• _Goal of the exercise_:
Every record below should be printed exactly as it appears.

(Beginning of Dataset excerpts)

//! Strict parser for audit posts.
//!
//! Each field has an explicit fallback. Whenever one is taken the entry is
//! still returned, with `well_formed` cleared, so the log never hides a post
//! that carries the audit prefix.

use std::collections::HashMap;

use chrono::{DateTime, Utc};
use once_cell::sync::Lazy;
use regex::{Captures, Regex};

use crate::format::unescape_html;
use crate::{AuditEntry, AuditPost, Category, Severity, TITLE_PREFIX};

/// Action used when the title does not follow the grammar.
pub const UNKNOWN_ACTION: &str = "Unknown Action";

/// Actor used when the post has no author.
pub const SYSTEM_ACTOR: &str = "System";

// The timestamp never contains a space, so actions may contain " - ".
static TITLE: Lazy<Option<Regex>> =
    Lazy::new(|| Regex::new(r"^\[Audit\] (?P<action>.+) - (?P<timestamp>\S+)$").ok());

static FIELD: Lazy<Option<Regex>> = Lazy::new(|| {
    Regex::new(r"(?s)<p><strong>(?P<label>[^<:]+):</strong>\s*(?P<value>.*?)</p>").ok()
});

static ERRORS: Lazy<Option<Regex>> =
    Lazy::new(|| Regex::new(r"(?s)<h4>Errors:</h4>\s*<ul>(?P<items>.*?)</ul>").ok());

static ITEM: Lazy<Option<Regex>> = Lazy::new(|| Regex::new(r"(?s)<li>(?P<item>.*?)</li>").ok());

static TAG: Lazy<Option<Regex>> = Lazy::new(|| Regex::new(r"<[^>]*>").ok());

fn captures<'t>(re: &Lazy<Option<Regex>>, text: &'t str) -> Option<Captures<'t>> {
    re.as_ref()?.captures(text)
}

/// Strips markup and decodes entities.
fn clean(value: &str) -> String {
    let stripped = TAG
        .as_ref()
        .map_or_else(|| value.to_string(), |re| re.replace_all(value, "").into_owned());
    unescape_html(stripped.trim())
}

/// Returns whether a post title marks an audit entry.
#[must_use]
pub fn is_audit_title(title: &str) -> bool {
    title.starts_with(TITLE_PREFIX)
}

fn body_fields(message: &str) -> HashMap<String, String> {
    let Some(re) = FIELD.as_ref() else {
        return HashMap::new();
    };
    let mut fields = HashMap::new();
    for caps in re.captures_iter(message) {
        let label = caps["label"].trim().to_string();
        // first occurrence of a label wins
        fields.entry(label).or_insert_with(|| clean(&caps["value"]));
    }
    fields
}

fn body_errors(message: &str) -> Vec<String> {
    let Some(block) = captures(&ERRORS, message) else {
        return Vec::new();
    };
    let Some(item) = ITEM.as_ref() else {
        return Vec::new();
    };
    item.captures_iter(&block["items"])
        .map(|caps| clean(&caps["item"]))
        .collect()
}

/// Parses one audit post into an entry.
#[must_use]
pub fn parse_post(post: &AuditPost) -> AuditEntry {
    let mut well_formed = true;

    let title = captures(&TITLE, post.title.trim());
    let action = title
        .as_ref()
        .map(|caps| caps["action"].trim().to_string())
        .unwrap_or_else(|| {
            well_formed = false;
            UNKNOWN_ACTION.to_string()
        });

    let timestamp = title
        .as_ref()
        .and_then(|caps| DateTime::parse_from_rfc3339(caps["timestamp"].trim()).ok())
        .map(|t| t.with_timezone(&Utc));
    let timestamp = timestamp.unwrap_or_else(|| {
        well_formed = false;
        post.posted_at.unwrap_or(DateTime::<Utc>::UNIX_EPOCH)
    });

    let mut fields = body_fields(&post.message);
    let details = fields.remove("Details").unwrap_or_else(|| {
        well_formed = false;
        action.clone()
    });
    let justification = fields.remove("Justification").filter(|j| !j.is_empty());
    let metadata = fields.remove("Metadata").and_then(|raw| {
        let parsed = serde_json::from_str(&raw).ok();
        if parsed.is_none() {
            well_formed = false;
        }
        parsed
    });

    let actor = post.author_name.clone().unwrap_or_else(|| {
        well_formed = false;
        SYSTEM_ACTOR.to_string()
    });

    AuditEntry {
        id: post.id,
        timestamp,
        actor,
        severity: Severity::from_action(&action),
        category: Category::from_action(&action),
        action,
        details,
        justification,
        metadata,
        errors: body_errors(&post.message),
        raw: post.message.clone(),
        well_formed,
    }
}

/// Keeps the posts carrying the audit prefix and parses them.
pub fn read_entries<I>(posts: I) -> Vec<AuditEntry>
where
    I: IntoIterator<Item = AuditPost>,
{
    posts
        .into_iter()
        .filter(|post| is_audit_title(&post.title))
        .map(|post| parse_post(&post))
        .collect()
}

(End of Dataset excerpts)

• _Task solution_:
//! Strict parser for audit posts.
//!
//! Each field has an explicit fallback. Whenever one is taken the entry is
//! still returned, with `well_formed` cleared, so the log never hides a post
//! that carries the audit prefix.

use std::collections::HashMap;

use chrono::{DateTime, Utc};
use once_cell::sync::Lazy;
use regex::{Captures, Regex};

use crate::format::unescape_html;
use crate::{AuditEntry, AuditPost, Category, Severity, TITLE_PREFIX};

/// Action used when the title does not follow the grammar.
pub const UNKNOWN_ACTION: &str = "Unknown Action";

/// Actor used when the post has no author.
pub const SYSTEM_ACTOR: &str = "System";

// The timestamp never contains a space, so actions may contain " - ".
static TITLE: Lazy<Option<Regex>> =
    Lazy::new(|| Regex::new(r"^\[Audit\] (?P<action>.+) - (?P<timestamp>\S+)$").ok());

static FIELD: Lazy<Option<Regex>> = Lazy::new(|| {
    Regex::new(r"(?s)<p><strong>(?P<label>[^<:]+):</strong>\s*(?P<value>.*?)</p>").ok()
});

static ERRORS: Lazy<Option<Regex>> =
    Lazy::new(|| Regex::new(r"(?s)<h4>Errors:</h4>\s*<ul>(?P<items>.*?)</ul>").ok());

static ITEM: Lazy<Option<Regex>> = Lazy::new(|| Regex::new(r"(?s)<li>(?P<item>.*?)</li>").ok());

static TAG: Lazy<Option<Regex>> = Lazy::new(|| Regex::new(r"<[^>]*>").ok());

fn captures<'t>(re: &Lazy<Option<Regex>>, text: &'t str) -> Option<Captures<'t>> {
    re.as_ref()?.captures(text)
}

/// Strips markup and decodes entities.
fn clean(value: &str) -> String {
    let stripped = TAG
        .as_ref()
        .map_or_else(|| value.to_string(), |re| re.replace_all(value, "").into_owned());
    unescape_html(stripped.trim())
}

/// Returns whether a post title marks an audit entry.
#[must_use]
pub fn is_audit_title(title: &str) -> bool {
    title.starts_with(TITLE_PREFIX)
}

fn body_fields(message: &str) -> HashMap<String, String> {
    let Some(re) = FIELD.as_ref() else {
        return HashMap::new();
    };
    let mut fields = HashMap::new();
    for caps in re.captures_iter(message) {
        let label = caps["label"].trim().to_string();
        // first occurrence of a label wins
        fields.entry(label).or_insert_with(|| clean(&caps["value"]));
    }
    fields
}

fn body_errors(message: &str) -> Vec<String> {
    let Some(block) = captures(&ERRORS, message) else {
        return Vec::new();
    };
    let Some(item) = ITEM.as_ref() else {
        return Vec::new();
    };
    item.captures_iter(&block["items"])
        .map(|caps| clean(&caps["item"]))
        .collect()
}

/// Parses one audit post into an entry.
#[must_use]
pub fn parse_post(post: &AuditPost) -> AuditEntry {
    let mut well_formed = true;

    let title = captures(&TITLE, post.title.trim());
    let action = title
        .as_ref()
        .map(|caps| caps["action"].trim().to_string())
        .unwrap_or_else(|| {
            well_formed = false;
            UNKNOWN_ACTION.to_string()
        });

    let timestamp = title
        .as_ref()
        .and_then(|caps| DateTime::parse_from_rfc3339(caps["timestamp"].trim()).ok())
        .map(|t| t.with_timezone(&Utc));
    let timestamp = timestamp.unwrap_or_else(|| {
        well_formed = false;
        post.posted_at.unwrap_or(DateTime::<Utc>::UNIX_EPOCH)
    });

    let mut fields = body_fields(&post.message);
    let details = fields.remove("Details").unwrap_or_else(|| {
        well_formed = false;
        action.clone()
    });
    let justification = fields.remove("Justification").filter(|j| !j.is_empty());
    let metadata = fields.remove("Metadata").and_then(|raw| {
        let parsed = serde_json::from_str(&raw).ok();
        if parsed.is_none() {
            well_formed = false;
        }
        parsed
    });

    let actor = post.author_name.clone().unwrap_or_else(|| {
        well_formed = false;
        SYSTEM_ACTOR.to_string()
    });

    AuditEntry {
        id: post.id,
        timestamp,
        actor,
        severity: Severity::from_action(&action),
        category: Category::from_action(&action),
        action,
        details,
        justification,
        metadata,
        errors: body_errors(&post.message),
        raw: post.message.clone(),
        well_formed,
    }
}

/// Keeps the posts carrying the audit prefix and parses them.
pub fn read_entries<I>(posts: I) -> Vec<AuditEntry>
where
    I: IntoIterator<Item = AuditPost>,
{
    posts
        .into_iter()
        .filter(|post| is_audit_title(&post.title))
        .map(|post| parse_post(&post))
        .collect()
}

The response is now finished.